[Start of Attachment]

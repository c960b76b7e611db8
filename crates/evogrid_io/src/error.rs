//! Error types for the evogrid_io crate.
//!
//! Everything that crosses the collaborator boundary (genome imports, population
//! snapshots, config files) fails through [`IoError`]. File system failures are
//! usually wrapped with [`IoError::with_context`] naming the path involved, so
//! callers that care about the kind of failure should match on [`IoError::root`].

use thiserror::Error;

/// Failures at the collaborator boundary: files, formats and validation of
/// imported data.
#[derive(Error, Debug)]
pub enum IoError {
    /// A genome or population could not be encoded to or decoded from JSON
    /// text (exported genomes, hex-wrapped genome strings).
    #[error("Serialization error: {0}")]
    Serialization(String),

    /// A binary archive of the world or a genome failed to serialize, failed
    /// byte validation on load, or could not be deserialized.
    #[error("Archive error: {0}")]
    Archive(String),

    /// Reading or writing a file failed.
    #[error("File system error: {0}")]
    FileSystem(#[from] std::io::Error),

    /// The JSON body of a compressed snapshot is malformed.
    #[error("JSON error: {0}")]
    Json(#[from] serde_json::Error),

    /// A config file is not valid TOML or does not match the config layout.
    #[error("Config error: {0}")]
    Config(String),

    /// The gzip stream around a snapshot could not be written or read.
    #[error("Compression error: {0}")]
    Compression(String),

    /// Well-formed data that breaks a domain rule (wrong genome length,
    /// out-of-range neuron id, invalid config value).
    #[error("Validation error: {0}")]
    Validation(String),

    /// A snapshot or other required file does not exist.
    #[error("Resource not found: {0}")]
    NotFound(String),

    /// An inner error annotated with what was being attempted.
    #[error("{context}: {source}")]
    Context {
        context: String,
        source: Box<IoError>,
    },
}

pub type Result<T> = std::result::Result<T, IoError>;

impl IoError {
    /// Creates a JSON encoding or decoding error.
    #[must_use]
    pub fn serialization<S: Into<String>>(msg: S) -> Self {
        Self::Serialization(msg.into())
    }

    /// Creates a binary archive error.
    #[must_use]
    pub fn archive<S: Into<String>>(msg: S) -> Self {
        Self::Archive(msg.into())
    }

    /// Creates a config parse or render error.
    #[must_use]
    pub fn config<S: Into<String>>(msg: S) -> Self {
        Self::Config(msg.into())
    }

    /// Creates a domain validation error.
    #[must_use]
    pub fn validation<S: Into<String>>(msg: S) -> Self {
        Self::Validation(msg.into())
    }

    /// Creates a not-found error for the named resource.
    #[must_use]
    pub fn not_found<S: Into<String>>(resource: S) -> Self {
        Self::NotFound(resource.into())
    }

    /// Creates a gzip stream error.
    #[must_use]
    pub fn compression<S: Into<String>>(msg: S) -> Self {
        Self::Compression(msg.into())
    }

    /// Wraps an error with additional context.
    #[must_use]
    pub fn with_context<S: Into<String>>(self, context: S) -> Self {
        Self::Context {
            context: context.into(),
            source: Box::new(self),
        }
    }

    /// The innermost error, skipping context layers.
    #[must_use]
    pub fn root(&self) -> &IoError {
        match self {
            Self::Context { source, .. } => source.root(),
            other => other,
        }
    }
}

#[cfg(test)]
mod tests {
    use super::*;

    #[test]
    fn test_error_display() {
        let err = IoError::validation("genome has 3 genes, expected 4");
        assert_eq!(
            err.to_string(),
            "Validation error: genome has 3 genes, expected 4"
        );
    }

    #[test]
    fn test_error_context() {
        let err = IoError::not_found("config.toml").with_context("loading config");
        assert!(err.to_string().starts_with("loading config"));
        assert!(matches!(err.root(), IoError::NotFound(_)));
    }

    #[test]
    fn test_nested_context_reaches_root() {
        let err = IoError::archive("validation failed")
            .with_context("reading world.bin")
            .with_context("resuming run");
        assert_eq!(
            err.to_string(),
            "resuming run: reading world.bin: Archive error: validation failed"
        );
        assert!(matches!(err.root(), IoError::Archive(_)));
    }

    #[test]
    fn test_from_io_error() {
        let io_err = std::io::Error::new(std::io::ErrorKind::NotFound, "file not found");
        let err: IoError = io_err.into();
        assert!(matches!(err, IoError::FileSystem(_)));
    }
}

[End of Attachment]

* **What to produce**
Would you please filter the lines above and copy every one that includes "loading"?

* **Task output**
        let err = IoError::not_found("config.toml").with_context("loading config");
        assert!(err.to_string().starts_with("loading config"));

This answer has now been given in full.